何故か、悠人の脳裏には悠里の顔が浮かんだ。楽しそうに笑って自分を呼ぶ悠里が思い浮かぶのだ。

 

悠人は観念したのか、坊主頭をガリガリと搔きむしる。気付いてないように振舞っていただけなのだ。もうそんなフリも出来ないだろう。

 

「……ああいるよ。りーさんだよ。」

 

「へ……?」

 

悠里は驚いたように硬直し、すぐにポロポロと泣き始めた。

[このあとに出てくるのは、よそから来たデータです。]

//! Weekly Review Data Models
//!
//! The persisted weekly snapshot: totals for the current and prior
//! windows, per-metric deltas, the bottleneck shift and next-week focus
//! recommendations.

use chrono::{DateTime, Utc};
use serde::{Deserialize, Serialize};

use crate::models::business::{BottleneckCategory, MetricsSnapshot};

/// Forward-looking area a recommendation points the user at
#[derive(Debug, Clone, Copy, PartialEq, Eq, Serialize, Deserialize)]
#[serde(rename_all = "lowercase")]
pub enum FocusArea {
    Leads,
    Content,
    Outreach,
    Offer,
    Pricing,
    Conversion,
    Fulfillment,
    #[serde(rename = "audience building")]
    AudienceBuilding,
    #[serde(rename = "brand expansion")]
    BrandExpansion,
}

impl FocusArea {
    pub fn as_str(&self) -> &'static str {
        match self {
            Self::Leads => "leads",
            Self::Content => "content",
            Self::Outreach => "outreach",
            Self::Offer => "offer",
            Self::Pricing => "pricing",
            Self::Conversion => "conversion",
            Self::Fulfillment => "fulfillment",
            Self::AudienceBuilding => "audience building",
            Self::BrandExpansion => "brand expansion",
        }
    }
}

impl std::fmt::Display for FocusArea {
    fn fmt(&self, f: &mut std::fmt::Formatter<'_>) -> std::fmt::Result {
        write!(f, "{}", self.as_str())
    }
}

/// One next-week priority inside a review
#[derive(Debug, Clone, Serialize, Deserialize)]
#[serde(rename_all = "camelCase")]
pub struct FocusRecommendation {
    pub title: String,
    pub reason: String,
    pub focus_area: FocusArea,
}

/// Integer percent change per metric field versus the prior window.
///
/// 0 whenever the prior value is 0, so deltas never divide by zero.
#[derive(Debug, Clone, Copy, Default, PartialEq, Eq, Serialize, Deserialize)]
#[serde(rename_all = "camelCase")]
pub struct MetricsDeltas {
    pub views: i64,
    pub clicks: i64,
    pub messages: i64,
    pub calls: i64,
    pub sales: i64,
}

/// Persisted weekly snapshot. Appended to the review history, never
/// mutated afterward.
#[derive(Debug, Clone, Serialize, Deserialize)]
#[serde(rename_all = "camelCase")]
pub struct WeeklyReview {
    pub id: String,
    pub project_id: String,
    /// First calendar day of the reviewed window
    pub period_start: String,
    /// Last calendar day of the reviewed window
    pub period_end: String,
    pub streak: u32,
    /// Completions inside the reviewed window
    pub directives_completed: usize,
    pub consistency_score: u8,
    pub metrics_totals: MetricsSnapshot,
    pub metrics_prior: MetricsSnapshot,
    pub deltas: MetricsDeltas,
    pub bottleneck_current: Option<BottleneckCategory>,
    pub bottleneck_prior: Option<BottleneckCategory>,
    pub bottleneck_changed: bool,
    /// 1-3 priorities, strongest first
    pub next_week_focus: Vec<FocusRecommendation>,
    pub created_at: DateTime<Utc>,
}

もちろん、悠人は動揺した。

 

「えええ!? ちょ、どうしたんだよ!?」

 

「ごめんなさい……嬉しかったから……」

 

悠里は涙を拭いながら笑う。悠人はもうこうなりゃヤケだとばかりに悠里を抱き寄せた。行動力は取り柄なのだ。思い立ったら即断実行でその場を乗り切る。

 

「驚かすなよ……いつもみたいに笑ってりゃいいじゃねえか。」

 

「ええ……私も好きよ、ユートくん。」

 

悠里が笑顔を見せる。この笑顔にはかなわないなと思いつつも、悠人も笑って見せた。すると、悠里はモジモジしながらも目を閉じ、唇を悠人へ突き出した。その意図を察した悠人はもちろん動揺する。女っ気の無い工業高校にいた弊害である。

 

目を泳がせてモタモタしていたら悠里は「ん!」と唸って催促してきた。逃げられないと観念した悠人は、思い立ったら即断実行でその場を乗り切るというポリシーに大人しく従う事にした。